What Reznor, Brady, and Les all do successfully with Pretty Hate Machine and 1000 gecs respectively is cross between genres with fluid ease. At the end of gecs’ “800 db cloud,” pop punk harmonies and erratic electronics lash into chugging doom riffs and growled, pig-like vocals provided by Brady. In the midst of Nine Inch Nails’ infectiously club-y “Head Like A Hole,” Reznor’s guitar becomes a wall of sound at the chorus, drowning out everything but the snare and Trent’s own wails. Very suddenly, in both of these songs, pop fans find themselves presented with something closer to heavy metal. And what’s more — they discover that the gap between these two genres isn’t incredibly far.

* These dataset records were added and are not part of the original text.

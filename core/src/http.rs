//! Wire-level HTTP types, described as plain data.
//!
//! # Design
//! `HttpRequest` and `HttpResponse` carry owned `String` / `Vec` fields and
//! know nothing about the client executing them. Request building and
//! response normalization operate purely on these types, so the whole
//! transformation is testable without a network; only `HttpTransport`
//! touches the wire.

use crate::error::ConnectorError;

/// HTTP verb selected for an outbound request.
#[derive(Debug, Clone, Copy, PartialEq, Eq)]
pub enum HttpMethod {
    Get,
    Post,
    Put,
    Delete,
}

impl HttpMethod {
    /// Resolve a method token from the workflow engine, case-insensitively.
    ///
    /// `SCORING` is a domain alias for POST: identical wire behavior,
    /// distinct only for readability of the calling process model. Unknown
    /// tokens fail here, before any network I/O.
    pub fn from_token(token: &str) -> Result<Self, ConnectorError> {
        match token.to_ascii_uppercase().as_str() {
            "GET" => Ok(HttpMethod::Get),
            "DELETE" => Ok(HttpMethod::Delete),
            "POST" | "SCORING" => Ok(HttpMethod::Post),
            "PUT" => Ok(HttpMethod::Put),
            _ => Err(ConnectorError::UnsupportedMethod(token.to_string())),
        }
    }

    /// GET and DELETE requests never carry a body, even when the descriptor
    /// declares a payload.
    pub fn allows_body(&self) -> bool {
        matches!(self, HttpMethod::Post | HttpMethod::Put)
    }

    pub fn as_str(&self) -> &'static str {
        match self {
            HttpMethod::Get => "GET",
            HttpMethod::Post => "POST",
            HttpMethod::Put => "PUT",
            HttpMethod::Delete => "DELETE",
        }
    }
}

/// An outbound HTTP request described as plain data.
///
/// Built by `build_request`; executed by an `HttpTransport`.
#[derive(Debug, Clone)]
pub struct HttpRequest {
    pub method: HttpMethod,
    pub url: String,
    pub headers: Vec<(String, String)>,
    pub body: Option<String>,
}

/// An HTTP response described as plain data.
///
/// Produced by an `HttpTransport`, then consumed by `normalize_response`.
/// Repeated header names appear as separate entries in arrival order.
#[derive(Debug, Clone)]
pub struct HttpResponse {
    pub status: u16,
    pub headers: Vec<(String, String)>,
    pub body: String,
}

But both of these artists don’t just flirt with metal — The Downward Spiral was full-on industrial metal, and it saw Reznor (and thus Nine Inch Nails) completely ditch the synthpop proclivities that colored his first effort. And as for gecs, look no further than the remix of “hand crushed by a mallet,” which just feels like the musical equivalent of running from Ghostface. Hardcore vocalist Craig Owens’ screams sampled over and over again while creaking guitars and knee-deep fuzz and distortion whirl around in the back just hits with the intensity of a thousand suns.

 
Photo courtesy of Nic John

Photo courtesy of Nic John

 

Funnily enough, Reznor and gecs both also make use of spoken word on their debut album’s big singles. Reznor hit the scene with “Down In It,” in which he almost raps his way through his (unfortunately, rather cringe) lyrics. Contrast this to easily the most famous 100 gecs song “money machine,” with an opening soliloquy which has since seen performances in theaters across the country: “Hey you little pissbaby. You think you’re so f-cking cool? Huh? You think you’re so f-cking tough? You talk a lot of big game for someone with such a small truck. Aw, look at those arms! Your arms are so f-cking cute, they look like little cigarettes. I bet I could smoke you, I could roast you, and you’d love it, and then you’d text me ‘I love you’ and then I’d f-cking ghost you.”

Reznor only improved as a lyricist since his debut, and the same will likely go for Les and Brady. But Les’ delivery of these lines really sells it, and on top of all of that, it’s just incredibly goddamn funny. There’s a common conversation around 100 gecs about whether or not they’re “being serious,” and it doesn’t matter. In reality, no, Les didn’t think this would win her the Pulitzer. But even if 30 years down the line we collectively laugh at this like I do Reznor’s “Down In It,” it doesn’t take away from everything else that redeems “money machine,” namely the production.

Innovation in music does not come without experimentation. Mistakes will date a record in a negative way — the impact of the era it was made in overpowers the product itself. Ingenuity will date a record in a good way — this is what kicked off the trend, or perfected the trend, that we still copy to this day. I don’t know where Nine Inch Nails truly falls in that dichotomy, and we’ll simply have to wait to see where 100 gecs ends up. They both deserve credit for not only taking the risk to try, but for successfully crossing between genres as effortlessly as they do.